Reputation: 73
I am writing python2.7.15 code to access chars inside a word. How can I optimize this process, in order to check also if every word is contained inside an external list?
I have tried two versions of python2 code: version(1) is an extended version of what my code has to do, whereas in version (2) I tried a compact version of the same code.
chars_array = ['a','b','c']
VERSION (1)
def version1(word):
chars =[x for x in word]
count = 0
for c in chars:
if not c in chars_array:
count+=1
return count
VERSION (2)
def version2(word):
return sum([1 for c in [x for x in word] if not c in chars_array])
I am analyzing a large corpus and for version1 I obtain an execution time of 8.56 sec, whereas for version2 it is 8.12 sec.
Upvotes: 2
Views: 73
Reputation: 15349
With chars_array = ['a', 'e', 'i', 'o', 'u', 'y']
and words
equal to a list
of 56048 English words, I measured a number of variants with a command similar to the following at an IPython prompt:
%timeit n = [version1(word) for word in words]

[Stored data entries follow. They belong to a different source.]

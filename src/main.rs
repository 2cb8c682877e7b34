use acme_lego::cli::{Cli, execute};
use clap::Parser;

fn main() {
    let cli = Cli::parse();
    // Codes above 255 are truncated by the platform, as with any exit status.
    std::process::exit(execute(cli));
}
use std::{collections::BTreeMap, fmt, path::PathBuf, time::Duration};

use chrono::{DateTime, TimeDelta, Utc};
use serde::{Deserialize, Serialize};

/// Certificate key algorithm and size.
#[derive(Debug, Clone, Copy, PartialEq, Eq, Hash, Serialize, Deserialize)]
pub enum KeyType {
    #[serde(rename = "ecdsa-256")]
    Ec256,
    #[serde(rename = "ecdsa-384")]
    Ec384,
    #[serde(rename = "rsa-2048")]
    Rsa2048,
    #[serde(rename = "rsa-4096")]
    Rsa4096,
    #[serde(rename = "rsa-8192")]
    Rsa8192,
}

impl KeyType {
    /// Parses a config token such as `EC256` or `rsa4096`. Unknown tokens yield `None`.
    pub fn parse(token: &str) -> Option<Self> {
        match token.trim().to_ascii_uppercase().as_str() {
            "EC256" => Some(KeyType::Ec256),
            "EC384" => Some(KeyType::Ec384),
            "RSA2048" => Some(KeyType::Rsa2048),
            "RSA4096" => Some(KeyType::Rsa4096),
            "RSA8192" => Some(KeyType::Rsa8192),
            _ => None,
        }
    }

    /// File-name tag used by the certificate store.
    pub fn tag(&self) -> &'static str {
        match self {
            KeyType::Ec256 => "ecdsa-256",
            KeyType::Ec384 => "ecdsa-384",
            KeyType::Rsa2048 => "rsa-2048",
            KeyType::Rsa4096 => "rsa-4096",
            KeyType::Rsa8192 => "rsa-8192",
        }
    }
}

impl fmt::Display for KeyType {
    fn fmt(&self, f: &mut fmt::Formatter<'_>) -> fmt::Result {
        f.write_str(self.tag())
    }
}

/// Process-wide settings resolved once from the configuration file.
#[derive(Debug, Clone)]
pub struct GlobalPolicy {
    pub dev: bool,
    pub log_level: Option<String>,
    pub account_email: String,
    pub acme_directory_url: String,
    pub user_agent: String,
    pub http_timeout: Duration,
    /// Renew once `notAfter` falls within this window.
    pub expiry_threshold: TimeDelta,
    pub after_renew_command: Option<String>,
    pub root_storage_dir: PathBuf,
    pub default_key_types: Vec<KeyType>,
    pub default_challenge: String,
}

/// Fully resolved settings for one domain group.
#[derive(Debug, Clone, PartialEq, Eq)]
pub struct DomainPolicy {
    pub domain_key: String,
    /// Always starts with `domain_key`; no case-insensitive duplicates.
    pub san_list: Vec<String>,
    /// Never empty.
    pub key_types: Vec<KeyType>,
    pub challenge_name: String,
    pub challenge_options: BTreeMap<String, String>,
}

impl DomainPolicy {
    pub fn option(&self, key: &str) -> Option<&str> {
        self.challenge_options
            .get(key)
            .map(String::as_str)
            .filter(|value| !value.trim().is_empty())
    }
}

/// Non-PEM facts about an issued certificate, persisted as `meta.<tag>.json`.
#[derive(Debug, Clone, PartialEq, Eq, Serialize, Deserialize)]
pub struct CertificateMetadata {
    pub domain: String,
    pub domains: Vec<String>,
    pub key_type: KeyType,
    pub serial: String,
    pub not_before: DateTime<Utc>,
    pub not_after: DateTime<Utc>,
    pub fingerprint_sha256: String,
    pub issued_at: DateTime<Utc>,
    #[serde(default)]
    pub must_staple: bool,
}

/// Everything a successful obtain/renew produces for one (domain, key type).
#[derive(Debug, Clone, PartialEq, Eq)]
pub struct CertificateArtifact {
    /// Leaf certificate followed by the issuer chain when bundled.
    pub certificate_pem: Vec<u8>,
    pub issuer_pem: Option<Vec<u8>>,
    /// Absent when the request went through a CSR-only path.
    pub private_key_pem: Option<Vec<u8>>,
    pub metadata: CertificateMetadata,
}

#[cfg(test)]
mod tests {
    use super::*;

    #[test]
    fn parses_tokens_case_insensitively() {
        assert_eq!(KeyType::parse("ec256"), Some(KeyType::Ec256));
        assert_eq!(KeyType::parse(" RSA4096 "), Some(KeyType::Rsa4096));
        assert_eq!(KeyType::parse("rsa3072"), None);
        assert_eq!(KeyType::parse(""), None);
    }

    #[test]
    fn tags_match_store_layout() {
        let tags: Vec<&str> = [
            KeyType::Ec256,
            KeyType::Ec384,
            KeyType::Rsa2048,
            KeyType::Rsa4096,
            KeyType::Rsa8192,
        ]
        .iter()
        .map(KeyType::tag)
        .collect();
        assert_eq!(
            tags,
            ["ecdsa-256", "ecdsa-384", "rsa-2048", "rsa-4096", "rsa-8192"]
        );
    }

    #[test]
    fn serializes_key_type_as_tag() {
        let json = serde_json::to_string(&KeyType::Ec384).unwrap();
        assert_eq!(json, "\"ecdsa-384\"");
    }

    #[test]
    fn option_ignores_blank_values() {
        let mut options = BTreeMap::new();
        options.insert("public".to_string(), "  ".to_string());
        options.insert("token".to_string(), "abc".to_string());
        let policy = DomainPolicy {
            domain_key: "example.com".into(),
            san_list: vec!["example.com".into()],
            key_types: vec![KeyType::Rsa2048],
            challenge_name: "http-path".into(),
            challenge_options: options,
        };
        assert_eq!(policy.option("public"), None);
        assert_eq!(policy.option("token"), Some("abc"));
        assert_eq!(policy.option("missing"), None);
    }
}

In each case it reported "10 loops, best of 3", and I have shown the time per loop in comments next to each function definition below:
# OP's originals:
def version1(word): # 163 ms
chars =[x for x in word]
count = 0
for c in chars:
if not c in chars_array:
count+=1
return count
def version2(word): # 173 ms
return sum([1 for c in [x for x in word] if not c in chars_array])
Now let's hit version1
and version2
with three optimizations:
word
directly instead;not in
rather than negating the result of the in
operator;set
rather than a list
._
chars_set = set(chars_array)
def version1a(word): # 95.5 ms
count = 0
for c in word:
if c not in chars_set:
count+=1
return count
def version2a(word): # 104 ms
return sum([1 for c in word if c not in chars_set])
So there's actually an advantage for the multi-line code over the list comprehension. This may depend on word length, though: version2a
has to allocate a new list the same length as the word, whereas version1a
does not. Let's refine version2a
further to give it that same advantage, by summing over a generator expression rather than a list comprehension:
def version2b(word): # 111 ms
return sum(1 for c in word if c not in chars_set)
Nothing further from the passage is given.